Non-biological foldamers are a promising class of macromolecules
that share similarities to classical biopolymers such as proteins
and nucleic acids. Currently, designing novel foldamers is a non-trivial
process, often involving many iterations of trial synthesis and characterization
until folded structures are observed. In this work, we aim to tackle
these foldamer design challenges using computational modeling techniques.

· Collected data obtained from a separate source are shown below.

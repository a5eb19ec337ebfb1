//! Integration tests for the full rewrite chain.
//!
//! Exercises the locale-aware and locale-free chains end-to-end: URL
//! round-trips, default-module folding, locale detection and redirects,
//! the segment/parameter toggle, and module-vs-argument ambiguity.

use std::sync::Arc;

use waymark_core::locale::RequestSignals;
use waymark_core::settings::Settings;
use waymark_routing::{
    ContentTree, DispatchPath, MemoryTree, ParamMap, Resolution, RouterChain, RoutingContext,
};

// ── Helpers ──────────────────────────────────────────────────────────

fn settings() -> Settings {
    Settings {
        languages: vec!["en".to_string(), "fr".to_string()],
        ..Settings::default()
    }
}

fn tree() -> Arc<dyn ContentTree> {
    Arc::new(MemoryTree::with_dirs(["tasks", "tasks/add", "about"]))
}

fn localized() -> (RouterChain, RoutingContext) {
    let settings = settings();
    let chain = RouterChain::localized(&settings, tree());
    let ctx = RoutingContext::from_settings(&settings);
    (chain, ctx)
}

fn locale_free() -> (RouterChain, RoutingContext) {
    let settings = settings();
    let chain = RouterChain::locale_free(&settings, tree());
    let ctx = RoutingContext::from_settings(&settings);
    (chain, ctx)
}

fn dispatch(resolution: Resolution) -> (DispatchPath, ParamMap) {
    match resolution {
        Resolution::Dispatch { module, params } => (module, params),
        Resolution::Redirect(redirect) => panic!("unexpected redirect to {}", redirect.location()),
    }
}

// ── Round trips ──────────────────────────────────────────────────────

#[test]
fn test_round_trip_default_module() {
    let (chain, mut ctx) = localized();
    let url = chain.build_url(&DispatchPath::parse("tasks"), &ParamMap::new(), &mut ctx);
    assert_eq!(url, "/en");

    let (module, params) = dispatch(chain.resolve(&url, &mut ctx));
    assert_eq!(module, DispatchPath::parse("tasks"));
    assert!(params.is_empty());
}

#[test]
fn test_round_trip_sibling_module() {
    let (chain, mut ctx) = localized();
    let url = chain.build_url(&DispatchPath::parse("about"), &ParamMap::new(), &mut ctx);
    assert_eq!(url, "/en/about");

    let (module, _) = dispatch(chain.resolve(&url, &mut ctx));
    assert_eq!(module, DispatchPath::parse("about"));
}

#[test]
fn test_round_trip_add_sub_module() {
    let (chain, mut ctx) = localized();
    let url = chain.build_url(
        &DispatchPath::parse("tasks/add"),
        &ParamMap::new(),
        &mut ctx,
    );
    assert_eq!(url, "/en/add");

    let (module, params) = dispatch(chain.resolve(&url, &mut ctx));
    assert_eq!(module, DispatchPath::parse("tasks/add"));
    assert!(params.is_empty());
}

#[test]
fn test_round_trip_parameter_form() {
    let (chain, mut ctx) = localized();
    let params = ParamMap::parse("task=42&mode=edit");
    let url = chain.build_url(&DispatchPath::parse("tasks"), &params, &mut ctx);
    assert_eq!(url, "/en?mode=edit&task=42");

    let (module, resolved) = dispatch(chain.resolve(&url, &mut ctx));
    assert_eq!(module, DispatchPath::parse("tasks"));
    assert_eq!(resolved.get("task"), Some("42"));
    assert_eq!(resolved.get("mode"), Some("edit"));
}

#[test]
fn test_round_trip_preserves_active_locale() {
    let (chain, mut ctx) = localized();
    let (_, _) = dispatch(chain.resolve("/fr/about", &mut ctx));
    assert_eq!(ctx.locale().active(), "fr");

    let url = chain.build_url(&DispatchPath::parse("about"), &ParamMap::new(), &mut ctx);
    assert_eq!(url, "/fr/about");
}

// ── Default-module folding ───────────────────────────────────────────

#[test]
fn test_folding_idempotence() {
    let expected = DispatchPath::parse("tasks");

    let (chain, mut ctx) = localized();
    let (from_explicit, _) = dispatch(chain.resolve("/en/tasks", &mut ctx));
    assert_eq!(from_explicit, expected);

    let (from_bare_locale, _) = dispatch(chain.resolve("/en", &mut ctx));
    assert_eq!(from_bare_locale, expected);

    // The locale-less root redirects; its target resolves to the same module.
    let (chain, mut ctx) = localized();
    let Resolution::Redirect(redirect) = chain.resolve("/", &mut ctx) else {
        panic!("expected redirect");
    };
    let (from_root, _) = dispatch(chain.resolve(redirect.location(), &mut ctx));
    assert_eq!(from_root, expected);
}

#[test]
fn test_unknown_locale_accepted_without_validation() {
    let (chain, mut ctx) = localized();
    let (module, _) = dispatch(chain.resolve("/zz/tasks", &mut ctx));
    assert_eq!(module, DispatchPath::parse("tasks"));
    assert_eq!(ctx.locale().active(), "zz");
}

// ── Locale redirect ──────────────────────────────────────────────────

#[test]
fn test_locale_less_root_redirects_to_detected_locale() {
    let settings = settings();
    let chain = RouterChain::localized(&settings, tree());
    let mut ctx = RoutingContext::from_settings(&settings)
        .with_signals(RequestSignals::new().with_accept_language("fr-CA,fr;q=0.9,en;q=0.4"));

    let Resolution::Redirect(redirect) = chain.resolve("/", &mut ctx) else {
        panic!("expected redirect");
    };
    assert_eq!(redirect.location(), "/fr");
    assert_eq!(redirect.status().as_u16(), 302);
    assert_eq!(ctx.locale().active(), "fr");
}

#[test]
fn test_locale_prefixed_url_does_not_redirect() {
    let (chain, mut ctx) = localized();
    assert!(matches!(
        chain.resolve("/en/tasks", &mut ctx),
        Resolution::Dispatch { .. }
    ));
}

#[test]
fn test_language_cookie_wins_over_header() {
    let settings = settings();
    let chain = RouterChain::localized(&settings, tree());
    let mut ctx = RoutingContext::from_settings(&settings).with_signals(
        RequestSignals::new()
            .with_cookie_language("en")
            .with_accept_language("fr"),
    );

    let Resolution::Redirect(redirect) = chain.resolve("/", &mut ctx) else {
        panic!("expected redirect");
    };
    assert_eq!(redirect.location(), "/en");
}

// ── Segment/parameter toggle ─────────────────────────────────────────

#[test]
fn test_toggle_consistency_segment_form() {
    let (chain, mut ctx) = locale_free();

    let (module, params) = dispatch(chain.resolve("/tasks/42", &mut ctx));
    assert_eq!(module, DispatchPath::parse("tasks"));
    assert_eq!(params.get("task"), Some("42"));
    assert!(!ctx.use_parameters());

    let url = chain.build_url(&module, &params, &mut ctx);
    assert_eq!(url, "/tasks/42");
}

#[test]
fn test_toggle_consistency_parameter_form() {
    let (chain, mut ctx) = locale_free();

    let (module, params) = dispatch(chain.resolve("/tasks?task=42", &mut ctx));
    assert_eq!(module, DispatchPath::parse("tasks"));
    assert_eq!(params.get("task"), Some("42"));
    assert!(ctx.use_parameters());

    let url = chain.build_url(&module, &params, &mut ctx);
    assert_eq!(url, "/tasks?task=42");
}

#[test]
fn test_toggle_segment_form_through_locale_chain() {
    let (chain, mut ctx) = localized();

    let (module, params) = dispatch(chain.resolve("/en/tasks/42", &mut ctx));
    assert_eq!(module, DispatchPath::parse("tasks"));
    assert_eq!(params.get("task"), Some("42"));
    assert!(!ctx.use_parameters());

    // Canonical segment form: the marker collapses into the locale prefix.
    let url = chain.build_url(&module, &params, &mut ctx);
    assert_eq!(url, "/en/42");
}

#[test]
fn test_toggle_defaults_to_parameter_form_without_inbound() {
    let (chain, mut ctx) = locale_free();
    let params = ParamMap::parse("task=42");
    let url = chain.build_url(&DispatchPath::parse("tasks"), &params, &mut ctx);
    assert_eq!(url, "/tasks?task=42");
}

// ── Ambiguity resolution ─────────────────────────────────────────────

#[test]
fn test_add_resolves_to_sub_module() {
    let (chain, mut ctx) = locale_free();
    let (module, params) = dispatch(chain.resolve("/tasks/add", &mut ctx));
    assert_eq!(module, DispatchPath::parse("tasks/add"));
    assert!(params.is_empty());
}

#[test]
fn test_unknown_trailing_segment_folds_to_identifier() {
    let (chain, mut ctx) = locale_free();
    let (module, params) = dispatch(chain.resolve("/tasks/grocery-run", &mut ctx));
    assert_eq!(module, DispatchPath::parse("tasks"));
    assert_eq!(params.get("task"), Some("grocery-run"));
}

#[test]
fn test_bare_identifier_folds_under_default_module() {
    let (chain, mut ctx) = locale_free();
    let (module, params) = dispatch(chain.resolve("/42", &mut ctx));
    assert_eq!(module, DispatchPath::parse("tasks"));
    assert_eq!(params.get("task"), Some("42"));
}

// ── Parameter mutation visibility ────────────────────────────────────

#[test]
fn test_extra_parameters_flow_through_untouched() {
    let (chain, mut ctx) = locale_free();
    let (module, params) = dispatch(chain.resolve("/tasks/42?mode=edit", &mut ctx));
    assert_eq!(module, DispatchPath::parse("tasks"));
    assert_eq!(params.get("task"), Some("42"));
    assert_eq!(params.get("mode"), Some("edit"));

    let url = chain.build_url(&module, &params, &mut ctx);
    assert_eq!(url, "/tasks/42?mode=edit");
}

#[test]
fn test_sessions_do_not_share_state() {
    let settings = settings();
    let chain = RouterChain::localized(&settings, tree());
    let mut first = RoutingContext::from_settings(&settings);
    let mut second = RoutingContext::from_settings(&settings);

    let _ = dispatch(chain.resolve("/fr/tasks/42", &mut first));
    assert_eq!(first.locale().active(), "fr");
    assert!(!first.use_parameters());

    // The second session keeps its own defaults.
    assert_eq!(second.locale().active(), "en");
    assert!(second.use_parameters());
    let url = chain.build_url(
        &DispatchPath::parse("tasks"),
        &ParamMap::parse("task=1"),
        &mut second,
    );
    assert_eq!(url, "/en?task=1");
}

We developed CG PyRosetta, an extension to the popular protein folding
python package, PyRosetta, which introduces coarse-grained (CG) residues
into PyRosetta, enabling the folding of toy CG foldamer models. Although
these models are simplified, they can help explore overarching physical
hypotheses about how oligomers can form. Through systematic variation
of CG parameters in these models, we can investigate various folding
hypotheses at the CG scale to inform the design process of new foldamer
chemistries. In this study, we demonstrate CG PyRosetta’s ability
to identify minimum energy structures with a diverse structural search
over a range of simple models, as well as two hypothesis-driven parameter
scans investigating the effects of side-chain size and internal backbone
angle on secondary structures. We are able to identify several types
of secondary structures from single- and double-helices to sheet-like
and knot-like structures. We show how side-chain size and backbone
bond angle both play an important role in the structure and energetics
of these toy models. Optimal side-chain sizes promote favorable packing
of side chains, while specific backbone bond angles influence the
specific helix type found in folded structures.